Supreme Court of Hawaii

December 14, 2017

STATE OF HAWAI'I, Respondent/Plaintiff-Appellee,
v.
CHRISTOPHER DEEDY, Petitioner/Defendant-Appellant.

         APPEAL FROM THE CIRCUIT COURT OF THE FIRST CIRCUIT (CAAP-15-0000440; CR. NO. 11-1-1647)

          THOMAS M. OTAKE AND DAVIS L. LIVINGSTON FOR PETITIONER

          DONN FUDO FOR RESPONDENT

          RECKTENWALD, C.J., McKENNA, POLLACK, AND WILSON, JJ., WITH NAKAYAMA, J., DISSENTING

          OPINION

          POLLACK, J.

         This is an interlocutory appeal from the orders of the Circuit Court of the First Circuit (circuit court) denying defendant Christopher Deedy's motions to dismiss with prejudice the charges against him. The motions sought to preclude a third trial in this case based on federal and state constitutional grounds, state statutory provisions, and the inherent power of the trial court. We affirm.

         I. FACTS AND PROCEDURAL HISTORY

         In the course of their altercation on November 5, 2011, Christopher Deedy fatally shot Kollin Elderts (the deceased) at a fast food restaurant in Waikiki. Deedy was indicted by a grand jury on November 16, 2011, charging him with murder in the second degree (Hawaii Revised Statutes (HRS) §§ 706-656 (1993 & Supp. 1996) and 707-701.5 (1993)) and carrying or use of firearm in the commission of a separate felony (HRS § 134-21 (Supp. 2006)). The first trial was conducted from July to August 2013. At the settling of the jury instructions, the circuit court noted that both parties had asked that a manslaughter instruction not be given and indicated that, from what the court recalled, it "didn't think there was any evidence to support manslaughter anyway." The circuit court thereafter instructed the jury only on the charged offenses. The jury was deadlocked and unable to reach a verdict, and the circuit court found manifest necessity to declare a mistrial.

         A second trial was conducted a year later.[1] At the close of the evidence, the parties objected to submitting instructions on the included offenses of reckless manslaughter, assault in the first degree, and assault in the second degree on the grounds that there was no evidentiary basis to instruct on these offenses.

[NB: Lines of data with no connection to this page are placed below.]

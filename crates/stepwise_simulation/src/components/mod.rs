//! ECS Components для kinematic агентов
//!
//! - movement: MovementInput, KinematicController, KinematicState

pub mod movement;

// Re-exports для удобного импорта
pub use movement::*;
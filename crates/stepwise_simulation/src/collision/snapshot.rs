//! Immutable collision world snapshot
//!
//! Архитектура:
//! - Snapshot перестраивается ОДИН раз в начале тика (`rebuild_collision_snapshot`)
//! - Пока работает resolver — только чтение (`Res<CollisionSnapshot>`)
//! - Broad phase: AABB overlap против кешированных AABB collider'ов
//! - Narrow phase: parry (`cast_shapes`, `contact`, `cast_ray_and_get_normal`)
//!
//! Агент A, сдвинутый в этом тике, НЕ влияет на запросы агента B до
//! следующего rebuild (one-tick staleness ради параллельности).

use std::collections::HashMap;

use bevy::prelude::*;
use bevy_rapier3d::parry::math::{Isometry, Point, Real, Vector};
use bevy_rapier3d::parry::na::{Quaternion, Translation3, UnitQuaternion};
use bevy_rapier3d::parry::query::{cast_shapes, contact, Ray, ShapeCastOptions};
use bevy_rapier3d::parry::shape::SharedShape;
use bevy_rapier3d::prelude::{Collider, CollisionGroups};

use super::filters::CollisionFilter;
use super::query::{
    CollisionQuery, DistanceHit, FilterLookup, RayHit, SweepHit, MIN_QUERY_LENGTH,
};
use super::shape::AgentShape;
use crate::log_warning;

/// Один collider в snapshot
#[derive(Debug, Clone)]
pub struct SnapshotCollider {
    /// Владелец (None — статическая геометрия уровня)
    pub entity: Option<Entity>,
    pub shape: SharedShape,
    pub pose: Isometry<Real>,
    pub filter: CollisionFilter,
    aabb_min: Vec3,
    aabb_max: Vec3,
}

impl SnapshotCollider {
    pub fn new(
        entity: Option<Entity>,
        shape: SharedShape,
        translation: Vec3,
        rotation: Quat,
        filter: CollisionFilter,
    ) -> Self {
        let pose = to_isometry(translation, rotation);
        let aabb = shape.compute_aabb(&pose);
        Self {
            entity,
            shape,
            pose,
            filter,
            aabb_min: from_point(&aabb.mins),
            aabb_max: from_point(&aabb.maxs),
        }
    }

    fn overlaps(&self, min: Vec3, max: Vec3) -> bool {
        self.aabb_min.cmple(max).all() && self.aabb_max.cmpge(min).all()
    }
}

/// Read-only snapshot collision world на один тик
#[derive(Resource, Debug, Default)]
pub struct CollisionSnapshot {
    colliders: Vec<SnapshotCollider>,
    by_entity: HashMap<Entity, usize>,
    /// Сколько раз snapshot перестраивался (debug)
    pub generation: u64,
}

impl CollisionSnapshot {
    pub fn new() -> Self {
        Self::default()
    }

    /// Очистить перед rebuild
    pub fn clear(&mut self) {
        self.colliders.clear();
        self.by_entity.clear();
    }

    pub fn len(&self) -> usize {
        self.colliders.len()
    }

    pub fn is_empty(&self) -> bool {
        self.colliders.is_empty()
    }

    pub fn colliders(&self) -> &[SnapshotCollider] {
        &self.colliders
    }

    /// Добавить collider (entity или статика)
    pub fn insert(&mut self, collider: SnapshotCollider) {
        if let Some(entity) = collider.entity {
            self.by_entity.insert(entity, self.colliders.len());
        }
        self.colliders.push(collider);
    }

    /// Добавить ECS collider (rapier `Collider` + `Transform`)
    ///
    /// Без CollisionGroups → all-with-all (дефолт rapier).
    pub fn insert_entity(
        &mut self,
        entity: Entity,
        collider: &Collider,
        transform: &Transform,
        groups: Option<&CollisionGroups>,
    ) {
        let filter = groups.map_or(CollisionFilter::ALL, CollisionFilter::from_groups);
        self.insert(SnapshotCollider::new(
            Some(entity),
            collider.raw.clone(),
            transform.translation,
            transform.rotation,
            filter,
        ));
    }

    /// Статический box уровня (стены, пол, ступеньки)
    pub fn add_box(&mut self, center: Vec3, half_extents: Vec3, filter: CollisionFilter) {
        self.add_rotated_box(center, half_extents, Quat::IDENTITY, filter);
    }

    pub fn add_rotated_box(
        &mut self,
        center: Vec3,
        half_extents: Vec3,
        rotation: Quat,
        filter: CollisionFilter,
    ) {
        let shape = SharedShape::cuboid(half_extents.x, half_extents.y, half_extents.z);
        self.insert(SnapshotCollider::new(None, shape, center, rotation, filter));
    }

    /// Кандидаты broad phase: фильтр + exclude + AABB overlap
    fn candidates(
        &self,
        filter: CollisionFilter,
        exclude: Option<Entity>,
        min: Vec3,
        max: Vec3,
    ) -> impl Iterator<Item = &SnapshotCollider> + '_ {
        self.colliders.iter().filter(move |collider| {
            let excluded = exclude.is_some() && collider.entity == exclude;
            !excluded && filter.collides(collider.filter) && collider.overlaps(min, max)
        })
    }
}

impl FilterLookup for CollisionSnapshot {
    fn filter_of(&self, entity: Entity) -> Option<CollisionFilter> {
        self.by_entity
            .get(&entity)
            .and_then(|&index| self.colliders.get(index))
            .map(|collider| collider.filter)
    }
}

impl CollisionQuery for CollisionSnapshot {
    fn sweep_all(
        &self,
        shape: &AgentShape,
        from: Vec3,
        to: Vec3,
        filter: CollisionFilter,
        exclude: Option<Entity>,
    ) -> Vec<SweepHit> {
        let delta = to - from;
        // Нулевой/NaN сегмент — без обращения к broad phase
        if !from.is_finite() || !delta.is_finite() || delta.length() < MIN_QUERY_LENGTH {
            return Vec::new();
        }

        let half = shape.half_extents();
        let sweep_min = from.min(to) - half;
        let sweep_max = from.max(to) + half;

        let query_shape = shape.to_shared_shape();
        let query_pose = to_isometry(from, Quat::IDENTITY);
        let velocity = to_vector(delta);
        let options = ShapeCastOptions {
            max_time_of_impact: 1.0,
            target_distance: 0.0,
            stop_at_penetration: true,
            compute_impact_geometry_on_penetration: true,
        };

        let mut hits = Vec::new();
        for collider in self.candidates(filter, exclude, sweep_min, sweep_max) {
            let result = cast_shapes(
                &query_pose,
                &velocity,
                query_shape.as_ref(),
                &collider.pose,
                &Vector::zeros(),
                collider.shape.as_ref(),
                options,
            );

            match result {
                Ok(Some(hit)) => {
                    // witness2/normal2 — в локальных координатах collider'а
                    let position = collider.pose * hit.witness2;
                    let normal = collider.pose * hit.normal2.into_inner();
                    hits.push(SweepHit {
                        entity: collider.entity,
                        position: from_point(&position),
                        normal: from_vector(&normal),
                        fraction: hit.time_of_impact.clamp(0.0, 1.0),
                    });
                }
                Ok(None) => {}
                Err(_) => {
                    log_warning(&format!(
                        "sweep_all: unsupported shape pair (collider {:?})",
                        collider.entity
                    ));
                }
            }
        }

        hits
    }

    fn distance_all(
        &self,
        shape: &AgentShape,
        max_distance: f32,
        pose: &Transform,
        filter: CollisionFilter,
        exclude: Option<Entity>,
    ) -> Vec<DistanceHit> {
        if !pose.translation.is_finite() || !max_distance.is_finite() || max_distance < 0.0 {
            return Vec::new();
        }

        // Bounding sphere формы (поза может быть повёрнута)
        let reach = Vec3::splat(shape.half_extents().length() + max_distance);
        let min = pose.translation - reach;
        let max = pose.translation + reach;

        let query_shape = shape.to_shared_shape();
        let query_pose = to_isometry(pose.translation, pose.rotation);

        let mut hits = Vec::new();
        for collider in self.candidates(filter, exclude, min, max) {
            let result = contact(
                &query_pose,
                query_shape.as_ref(),
                &collider.pose,
                collider.shape.as_ref(),
                max_distance,
            );

            match result {
                Ok(Some(found)) => {
                    // contact() отдаёт точки и нормали уже в world space
                    hits.push(DistanceHit {
                        entity: collider.entity,
                        position: from_point(&found.point2),
                        surface_normal: from_vector(&found.normal2.into_inner()),
                        distance: found.dist,
                    });
                }
                Ok(None) => {}
                Err(_) => {
                    log_warning(&format!(
                        "distance_all: unsupported shape pair (collider {:?})",
                        collider.entity
                    ));
                }
            }
        }

        hits
    }

    fn ray_all(
        &self,
        from: Vec3,
        to: Vec3,
        filter: CollisionFilter,
        exclude: Option<Entity>,
    ) -> Vec<RayHit> {
        let delta = to - from;
        if !from.is_finite() || !delta.is_finite() || delta.length() < MIN_QUERY_LENGTH {
            return Vec::new();
        }

        let ray = Ray::new(to_point(from), to_vector(delta));
        let min = from.min(to);
        let max = from.max(to);

        let mut hits = Vec::new();
        for collider in self.candidates(filter, exclude, min, max) {
            // max_time_of_impact = 1.0 → time_of_impact и есть fraction
            if let Some(intersection) =
                collider
                    .shape
                    .cast_ray_and_get_normal(&collider.pose, &ray, 1.0, true)
            {
                let fraction = intersection.time_of_impact.clamp(0.0, 1.0);
                hits.push(RayHit {
                    entity: collider.entity,
                    position: from + delta * fraction,
                    normal: from_vector(&intersection.normal),
                    fraction,
                });
            }
        }

        hits
    }
}

// ============================================================================
// glam ↔ nalgebra
// ============================================================================

pub(crate) fn to_vector(v: Vec3) -> Vector<Real> {
    Vector::new(v.x, v.y, v.z)
}

pub(crate) fn to_point(v: Vec3) -> Point<Real> {
    Point::new(v.x, v.y, v.z)
}

pub(crate) fn from_vector(v: &Vector<Real>) -> Vec3 {
    Vec3::new(v.x, v.y, v.z)
}

pub(crate) fn from_point(p: &Point<Real>) -> Vec3 {
    Vec3::new(p.x, p.y, p.z)
}

pub(crate) fn to_isometry(translation: Vec3, rotation: Quat) -> Isometry<Real> {
    let rotation = UnitQuaternion::new_normalize(Quaternion::new(
        rotation.w, rotation.x, rotation.y, rotation.z,
    ));
    Isometry::from_parts(
        Translation3::new(translation.x, translation.y, translation.z),
        rotation,
    )
}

The circuit court overruled the parties' objection and concluded that there was a rational basis in the evidence to give jury instructions on reckless manslaughter and the assault offenses. After six and a half days of deliberation, the jury acquitted Deedy of second-degree murder. The jury was deadlocked on all of the included offenses. The circuit court thereafter entered a not guilty verdict on the second-degree murder count and concluded that Deedy could be retried on the included offenses on which the second jury was hung.

         On November 26, 2014, Deedy filed a motion to dismiss the case under the United States Constitution, a motion to dismiss under State v. Moriwake, 65 Haw. 47, 647 P.2d 705 (1982), a motion to dismiss under the Hawai'i Constitution, and a motion to dismiss under HRS §§ 701-109 to 701-111. The State opposed Deedy's dismissal motions. After Deedy filed an omnibus reply, the circuit court conducted a hearing on the motions. At the conclusion of the hearing, the circuit court orally ruled against Deedy on his motion to dismiss brought pursuant to Moriwake and later issued a written order denying the motion that set forth findings of facts and conclusions of law. The circuit court, by minute order, also denied Deedy's other dismissal motions and later issued written orders denying these motions.

         The circuit court approved Deedy's request to file an interlocutory appeal of the court's denial of Deedy's dismissal motions. Deedy timely filed a notice of appeal, and the appeal was transferred to this court.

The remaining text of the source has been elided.